EDITOR AND JOURNALIST
While Defoe was traveling around England and Scotland on Harley’s behalf, he was also occupied by his duties as editor of A Weekly Review of the Affairs of France. The name soon proved undescriptive of the contents, for in the Review (which came out thrice weekly) Defoe discussed a variety of timely subjects. (The Review and a number of publications like it were the eighteenth-century equivalent of Time and Newsweek although they gave more space to editorials than to actual news.) At the same time he published numerous pamphlets and treatises giving his views on such things as economics, public morality and the great storm of 1703. Defoe’s account of the great storm represents the beginning of his career as a reporter. He investigated the effects of the storm himself, and secured descriptions of it from many people who witnessed it. He also reported on such strange matters as the alleged disappearance of an island in the West Indies and a ghostly visitation which he called The Apparition of Mrs. Veal.
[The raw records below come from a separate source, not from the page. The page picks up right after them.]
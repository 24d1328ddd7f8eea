//! Edge Loader: parses an edge table into a validated [`EdgeSet`].
//!
//! Two table formats are understood, line-delimited JSON and tab-separated
//! values with a header row. Both go through the same serde model, so the
//! column aliases declared on [`Edge`] apply to either format.

use crate::error::LoadError;
use crate::network::{Edge, EdgeSet};
use std::fs::File;
use std::io::{BufRead, BufReader};
use std::path::Path;
use tracing::info;

mod tsv;

/// The on-disk layout of an edge table.
#[derive(Debug, Clone, Copy, PartialEq, Eq, Default)]
pub enum InputFormat {
    #[default]
    JsonLines,
    Tsv,
}

impl InputFormat {
    /// Picks TSV when forced or when the path ends in `.tsv` (any case).
    pub fn detect(path: &Path, force_tsv: bool) -> Self {
        let is_tsv = path
            .extension()
            .and_then(|ext| ext.to_str())
            .is_some_and(|ext| ext.eq_ignore_ascii_case("tsv"));
        if force_tsv || is_tsv {
            InputFormat::Tsv
        } else {
            InputFormat::JsonLines
        }
    }
}

/// Loads and validates the edge table stored at `path`.
pub fn load_path(path: &Path, format: InputFormat) -> Result<EdgeSet, LoadError> {
    info!("Loading edges from {}", path.display());
    let file = File::open(path)?;
    load_reader(BufReader::new(file), format)
}

/// Loads and validates an edge table from any buffered reader.
pub fn load_reader<R: BufRead>(reader: R, format: InputFormat) -> Result<EdgeSet, LoadError> {
    let edges = match format {
        InputFormat::JsonLines => parse_json_lines(reader)?,
        InputFormat::Tsv => tsv::parse(reader)?,
    };
    let edge_set = EdgeSet::new(edges)?;
    info!("Loaded\t\t{:>8} edges", edge_set.len());
    Ok(edge_set)
}

fn parse_json_lines<R: BufRead>(reader: R) -> Result<Vec<Edge>, LoadError> {
    let mut edges = Vec::new();
    for (index, line) in reader.lines().enumerate() {
        let line = line?;
        if line.trim().is_empty() {
            continue;
        }
        let edge = serde_json::from_str::<Edge>(&line).map_err(|e| LoadError::MalformedRecord {
            line: index + 1,
            message: e.to_string(),
        })?;
        edges.push(edge);
    }
    Ok(edges)
}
UNOFFICIAL GOVERNMENT CENSOR
After Queen Anne’s death in 1714, Defoe was without government employment for a time until George I’s Whig Cabinet decided to make use of his talents. By this time, Defoe’s association with the moderate Tory Harley was well known, and it was thought that Defoe was himself a Tory. It was therefore easy for him to obtain a position as editor of a Tory newspaper. What was not known was that he was in the employ of the Whigs and that his purpose was to soften the Tory attacks on the Government. Defoe’s principal association was with the Weekly Journal published by Nathaniel Mist. Defoe served as an unofficial government censor on extreme Tory periodicals for several years, acting so circumspectly that no one suspected his connection with the Whig ministry.
FAMILY LIFE
Defoe’s marriage to Mary Tuffley appears to have been reasonably happy. They had two sons and six daughters, but two of the daughters died young. Some biographers have asserted that Defoe also had an illegitimate son, but John Robert Moore, in his biography, Daniel Defoe: Citizen of the Modern World, denies this, One of Defoe’s sons, Benjamin, became a journalist, but lacked his father’s ability. Defoe’s youngest daughter, Sophia, was his favorite. There are hints in Defoe’s letters and moralistic treatises that his sons, particularly Daniel, Jr., were ungrateful and lacking in respect for their father.
ECONOMIST
Defoe was extremely interested in economics. The Review devoted more space to this subject than to any other. One of his most popular works was The Complete English Tradesman (1725) in which he gave sound advice, most of it based on his own business failures. His first book, Essay on Projects (1698) contained many excellent suggestions for improving the English economy, such as an income tax, more lenient treatment of bankrupts and improvements in the banking system.
ROBINSON CRUSOE
By 1719, Defoe’s political career was coming to an end. However, in the remaining twelve years of his life, Defoe published a great many works, including all of his novels, several historical and biographical works and his famous A Tour thro’ the whole Island of Great Britain. It is remarkable that the bulk of his literary compositions was written when he was past fifty. Robinson Crusoe, published in 1719, was immensely popular during his lifetime. It was based on the adventures of a man named Alexander Selkirk, who lived alone for four years on an island, and purported to be autobiographical, rather than fictional. Robinson Crusoe was so successful that Defoe brought out two further volumes, Further Adventures of Robinson Crusoe, and Serious Reflections of Robinson Crusoe, neither of which is much remembered today.
MOLL FLANDERS: BACKGROUND
A p...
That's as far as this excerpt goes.